- [Problem]: Please reproduce the entries below exactly, starting at the first line and ending with the line that holds "without hard deps.".

----- Study material

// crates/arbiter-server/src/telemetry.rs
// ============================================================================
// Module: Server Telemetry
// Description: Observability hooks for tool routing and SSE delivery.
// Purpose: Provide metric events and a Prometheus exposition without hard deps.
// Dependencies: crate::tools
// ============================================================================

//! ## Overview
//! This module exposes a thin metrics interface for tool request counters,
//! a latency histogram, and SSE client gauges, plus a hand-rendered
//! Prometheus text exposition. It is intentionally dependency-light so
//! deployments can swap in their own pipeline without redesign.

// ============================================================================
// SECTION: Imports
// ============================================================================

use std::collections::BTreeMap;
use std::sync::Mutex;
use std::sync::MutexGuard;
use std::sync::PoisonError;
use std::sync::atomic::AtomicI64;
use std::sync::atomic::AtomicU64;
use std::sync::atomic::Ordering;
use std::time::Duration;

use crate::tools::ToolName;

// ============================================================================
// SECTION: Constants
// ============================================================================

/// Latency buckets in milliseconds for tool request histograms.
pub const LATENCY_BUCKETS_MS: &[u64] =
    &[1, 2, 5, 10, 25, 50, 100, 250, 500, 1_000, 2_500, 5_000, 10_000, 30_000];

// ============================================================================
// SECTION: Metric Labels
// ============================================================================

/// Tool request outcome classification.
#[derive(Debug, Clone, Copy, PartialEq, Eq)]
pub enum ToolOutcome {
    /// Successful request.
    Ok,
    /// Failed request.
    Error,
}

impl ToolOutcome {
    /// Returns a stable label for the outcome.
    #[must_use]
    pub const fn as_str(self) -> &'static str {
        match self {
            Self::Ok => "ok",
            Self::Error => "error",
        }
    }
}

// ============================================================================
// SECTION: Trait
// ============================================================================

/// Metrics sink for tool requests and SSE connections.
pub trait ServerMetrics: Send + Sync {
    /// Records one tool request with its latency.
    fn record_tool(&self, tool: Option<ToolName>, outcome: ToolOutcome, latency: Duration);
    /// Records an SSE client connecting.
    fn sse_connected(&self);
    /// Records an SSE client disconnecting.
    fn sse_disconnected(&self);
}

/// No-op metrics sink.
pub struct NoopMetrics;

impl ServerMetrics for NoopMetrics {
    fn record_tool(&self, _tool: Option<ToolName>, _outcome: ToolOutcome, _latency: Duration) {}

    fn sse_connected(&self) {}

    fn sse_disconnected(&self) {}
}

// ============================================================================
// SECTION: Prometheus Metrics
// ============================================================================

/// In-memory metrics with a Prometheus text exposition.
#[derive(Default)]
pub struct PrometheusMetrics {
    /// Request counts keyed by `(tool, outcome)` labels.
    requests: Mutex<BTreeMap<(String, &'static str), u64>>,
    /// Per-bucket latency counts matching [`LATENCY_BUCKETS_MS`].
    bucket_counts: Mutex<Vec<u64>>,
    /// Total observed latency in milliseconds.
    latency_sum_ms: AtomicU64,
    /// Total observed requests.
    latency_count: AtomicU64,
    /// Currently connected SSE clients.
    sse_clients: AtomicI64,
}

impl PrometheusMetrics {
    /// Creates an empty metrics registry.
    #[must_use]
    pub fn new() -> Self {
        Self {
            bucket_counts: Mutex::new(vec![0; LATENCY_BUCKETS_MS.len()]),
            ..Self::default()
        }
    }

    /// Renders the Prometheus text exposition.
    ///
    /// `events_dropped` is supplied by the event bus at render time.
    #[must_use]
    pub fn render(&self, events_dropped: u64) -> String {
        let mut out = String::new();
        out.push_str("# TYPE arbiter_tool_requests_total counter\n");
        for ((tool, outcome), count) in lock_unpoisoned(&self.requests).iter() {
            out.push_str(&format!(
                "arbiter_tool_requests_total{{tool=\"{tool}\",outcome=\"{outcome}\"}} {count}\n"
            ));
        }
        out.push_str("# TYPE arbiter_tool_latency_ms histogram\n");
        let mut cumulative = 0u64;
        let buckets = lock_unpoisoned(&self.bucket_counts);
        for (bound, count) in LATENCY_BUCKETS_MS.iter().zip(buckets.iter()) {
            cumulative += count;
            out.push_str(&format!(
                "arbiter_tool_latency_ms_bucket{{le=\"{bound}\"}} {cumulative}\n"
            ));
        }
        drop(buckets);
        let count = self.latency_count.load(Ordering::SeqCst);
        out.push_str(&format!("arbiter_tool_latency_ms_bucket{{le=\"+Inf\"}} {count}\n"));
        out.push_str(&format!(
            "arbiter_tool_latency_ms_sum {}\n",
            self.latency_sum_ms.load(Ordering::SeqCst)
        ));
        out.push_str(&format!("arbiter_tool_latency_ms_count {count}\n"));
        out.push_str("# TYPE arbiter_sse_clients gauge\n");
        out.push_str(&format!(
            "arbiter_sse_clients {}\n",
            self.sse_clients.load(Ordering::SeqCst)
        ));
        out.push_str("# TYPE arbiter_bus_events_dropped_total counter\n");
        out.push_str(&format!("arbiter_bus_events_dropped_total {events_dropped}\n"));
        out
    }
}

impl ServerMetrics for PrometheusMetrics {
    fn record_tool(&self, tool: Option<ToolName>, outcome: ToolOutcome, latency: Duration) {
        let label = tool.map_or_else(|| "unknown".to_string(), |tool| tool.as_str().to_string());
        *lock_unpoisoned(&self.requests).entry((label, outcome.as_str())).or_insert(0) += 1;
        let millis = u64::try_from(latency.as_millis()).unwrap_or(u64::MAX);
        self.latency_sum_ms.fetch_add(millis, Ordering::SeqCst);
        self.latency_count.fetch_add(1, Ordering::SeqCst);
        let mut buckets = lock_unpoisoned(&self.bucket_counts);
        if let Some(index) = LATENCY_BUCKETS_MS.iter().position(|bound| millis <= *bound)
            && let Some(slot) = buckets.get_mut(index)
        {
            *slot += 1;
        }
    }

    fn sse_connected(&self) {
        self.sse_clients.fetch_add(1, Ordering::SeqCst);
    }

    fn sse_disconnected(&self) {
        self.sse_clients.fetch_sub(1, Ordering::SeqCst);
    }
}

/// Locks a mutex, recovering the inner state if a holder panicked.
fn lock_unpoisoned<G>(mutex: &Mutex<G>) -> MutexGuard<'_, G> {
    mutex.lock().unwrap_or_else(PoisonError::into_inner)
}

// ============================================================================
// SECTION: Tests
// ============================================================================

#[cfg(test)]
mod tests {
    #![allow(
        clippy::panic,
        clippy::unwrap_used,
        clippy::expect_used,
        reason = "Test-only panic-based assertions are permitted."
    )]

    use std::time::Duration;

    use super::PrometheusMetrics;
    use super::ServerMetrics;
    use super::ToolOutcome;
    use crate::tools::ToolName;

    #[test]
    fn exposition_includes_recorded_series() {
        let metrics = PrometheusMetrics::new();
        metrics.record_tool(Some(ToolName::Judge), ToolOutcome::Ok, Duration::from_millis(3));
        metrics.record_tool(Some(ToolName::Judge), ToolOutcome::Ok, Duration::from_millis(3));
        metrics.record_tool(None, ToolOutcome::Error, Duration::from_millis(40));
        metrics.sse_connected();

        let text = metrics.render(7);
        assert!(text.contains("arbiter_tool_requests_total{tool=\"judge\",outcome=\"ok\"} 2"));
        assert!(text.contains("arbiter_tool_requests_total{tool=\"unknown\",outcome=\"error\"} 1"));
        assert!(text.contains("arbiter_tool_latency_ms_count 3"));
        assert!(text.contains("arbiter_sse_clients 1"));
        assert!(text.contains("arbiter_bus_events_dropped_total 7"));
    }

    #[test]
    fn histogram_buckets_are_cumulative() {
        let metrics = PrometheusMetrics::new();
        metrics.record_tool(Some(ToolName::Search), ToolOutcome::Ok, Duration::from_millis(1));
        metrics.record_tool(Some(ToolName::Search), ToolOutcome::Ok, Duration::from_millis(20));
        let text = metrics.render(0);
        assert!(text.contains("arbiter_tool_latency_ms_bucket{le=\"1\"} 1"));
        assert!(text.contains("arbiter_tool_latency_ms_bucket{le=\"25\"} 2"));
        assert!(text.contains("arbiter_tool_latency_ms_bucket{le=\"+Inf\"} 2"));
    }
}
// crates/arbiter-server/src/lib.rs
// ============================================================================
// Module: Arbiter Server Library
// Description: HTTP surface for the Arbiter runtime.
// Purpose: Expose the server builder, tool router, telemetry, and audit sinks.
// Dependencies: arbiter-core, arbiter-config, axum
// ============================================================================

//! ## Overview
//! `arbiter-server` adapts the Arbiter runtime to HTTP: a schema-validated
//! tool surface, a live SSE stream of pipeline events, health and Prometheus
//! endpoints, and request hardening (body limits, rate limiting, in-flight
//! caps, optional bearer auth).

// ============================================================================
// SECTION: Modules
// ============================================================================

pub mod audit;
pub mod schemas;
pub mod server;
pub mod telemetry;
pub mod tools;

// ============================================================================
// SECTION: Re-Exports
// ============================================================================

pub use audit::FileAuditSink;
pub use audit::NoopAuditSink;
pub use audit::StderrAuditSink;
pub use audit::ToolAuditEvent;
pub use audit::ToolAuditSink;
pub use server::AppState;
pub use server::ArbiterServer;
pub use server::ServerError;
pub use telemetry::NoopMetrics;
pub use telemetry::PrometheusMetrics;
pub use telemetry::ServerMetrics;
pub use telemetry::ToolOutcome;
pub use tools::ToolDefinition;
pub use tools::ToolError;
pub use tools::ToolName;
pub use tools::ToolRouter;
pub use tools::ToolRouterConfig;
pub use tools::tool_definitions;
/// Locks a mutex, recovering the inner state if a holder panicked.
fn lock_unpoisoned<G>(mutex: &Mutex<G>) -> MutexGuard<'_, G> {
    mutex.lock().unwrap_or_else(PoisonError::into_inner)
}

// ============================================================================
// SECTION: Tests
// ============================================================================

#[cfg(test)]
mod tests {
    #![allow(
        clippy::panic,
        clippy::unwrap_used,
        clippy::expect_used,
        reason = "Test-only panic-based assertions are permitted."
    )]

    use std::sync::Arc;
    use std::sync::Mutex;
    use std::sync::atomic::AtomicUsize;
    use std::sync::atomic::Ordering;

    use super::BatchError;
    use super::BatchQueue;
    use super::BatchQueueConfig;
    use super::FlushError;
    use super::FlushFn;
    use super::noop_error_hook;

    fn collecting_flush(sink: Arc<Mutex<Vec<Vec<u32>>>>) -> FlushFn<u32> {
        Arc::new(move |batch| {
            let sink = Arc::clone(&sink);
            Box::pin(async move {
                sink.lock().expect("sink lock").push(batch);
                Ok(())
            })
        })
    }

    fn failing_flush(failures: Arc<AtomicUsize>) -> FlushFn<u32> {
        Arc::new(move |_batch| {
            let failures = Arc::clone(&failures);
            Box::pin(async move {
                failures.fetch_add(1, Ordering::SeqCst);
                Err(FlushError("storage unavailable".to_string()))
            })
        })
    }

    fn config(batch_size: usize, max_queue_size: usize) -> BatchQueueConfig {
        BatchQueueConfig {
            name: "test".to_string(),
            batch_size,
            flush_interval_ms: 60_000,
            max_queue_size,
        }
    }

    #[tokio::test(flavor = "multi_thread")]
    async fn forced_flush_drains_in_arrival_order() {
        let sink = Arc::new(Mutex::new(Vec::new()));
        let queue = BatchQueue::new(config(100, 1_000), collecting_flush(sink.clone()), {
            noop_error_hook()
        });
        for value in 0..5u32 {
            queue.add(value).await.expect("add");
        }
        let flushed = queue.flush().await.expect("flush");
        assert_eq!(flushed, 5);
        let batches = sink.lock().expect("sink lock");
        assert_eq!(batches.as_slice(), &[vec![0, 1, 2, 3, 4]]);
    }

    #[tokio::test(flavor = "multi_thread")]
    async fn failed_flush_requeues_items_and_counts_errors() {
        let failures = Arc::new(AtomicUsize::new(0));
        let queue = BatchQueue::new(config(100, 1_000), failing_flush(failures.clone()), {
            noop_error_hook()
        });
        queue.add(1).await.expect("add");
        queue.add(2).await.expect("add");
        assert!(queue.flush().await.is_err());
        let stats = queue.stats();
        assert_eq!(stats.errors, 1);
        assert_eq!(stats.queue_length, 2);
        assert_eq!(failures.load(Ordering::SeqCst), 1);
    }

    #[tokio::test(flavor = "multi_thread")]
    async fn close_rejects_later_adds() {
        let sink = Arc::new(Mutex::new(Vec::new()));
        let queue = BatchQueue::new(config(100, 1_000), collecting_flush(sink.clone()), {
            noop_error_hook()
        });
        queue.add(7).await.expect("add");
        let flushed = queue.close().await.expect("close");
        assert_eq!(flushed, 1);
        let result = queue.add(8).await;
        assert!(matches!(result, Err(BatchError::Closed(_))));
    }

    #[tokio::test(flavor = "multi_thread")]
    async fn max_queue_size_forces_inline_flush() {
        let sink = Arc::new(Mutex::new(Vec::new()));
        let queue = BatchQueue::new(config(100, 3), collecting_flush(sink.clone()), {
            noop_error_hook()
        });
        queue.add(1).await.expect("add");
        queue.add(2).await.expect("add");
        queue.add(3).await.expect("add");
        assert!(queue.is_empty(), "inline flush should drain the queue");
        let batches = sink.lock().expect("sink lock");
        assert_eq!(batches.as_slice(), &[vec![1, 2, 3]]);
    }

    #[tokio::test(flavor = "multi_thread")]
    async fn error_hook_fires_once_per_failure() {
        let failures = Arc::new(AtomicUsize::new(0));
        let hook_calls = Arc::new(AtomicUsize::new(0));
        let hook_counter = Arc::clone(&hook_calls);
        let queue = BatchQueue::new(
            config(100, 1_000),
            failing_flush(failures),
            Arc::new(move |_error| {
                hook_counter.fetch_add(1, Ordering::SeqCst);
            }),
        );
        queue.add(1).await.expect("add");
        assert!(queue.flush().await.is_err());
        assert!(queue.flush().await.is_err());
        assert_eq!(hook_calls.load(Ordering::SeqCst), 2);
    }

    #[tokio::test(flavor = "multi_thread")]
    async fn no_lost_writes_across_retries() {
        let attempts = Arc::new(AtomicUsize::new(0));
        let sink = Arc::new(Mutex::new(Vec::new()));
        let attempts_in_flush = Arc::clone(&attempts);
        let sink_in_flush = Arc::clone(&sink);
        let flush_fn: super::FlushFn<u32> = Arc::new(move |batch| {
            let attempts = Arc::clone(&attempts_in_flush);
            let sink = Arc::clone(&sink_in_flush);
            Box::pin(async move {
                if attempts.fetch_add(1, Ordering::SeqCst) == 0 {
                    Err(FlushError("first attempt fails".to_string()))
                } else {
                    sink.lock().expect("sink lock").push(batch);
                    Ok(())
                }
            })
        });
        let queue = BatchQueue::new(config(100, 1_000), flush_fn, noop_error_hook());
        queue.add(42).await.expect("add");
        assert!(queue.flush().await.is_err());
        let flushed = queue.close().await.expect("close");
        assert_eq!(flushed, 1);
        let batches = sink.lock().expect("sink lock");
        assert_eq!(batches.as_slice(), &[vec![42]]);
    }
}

----------

- [Response for this exercise]:
// crates/arbiter-server/src/telemetry.rs
// ============================================================================
// Module: Server Telemetry
// Description: Observability hooks for tool routing and SSE delivery.
// Purpose: Provide metric events and a Prometheus exposition without hard deps.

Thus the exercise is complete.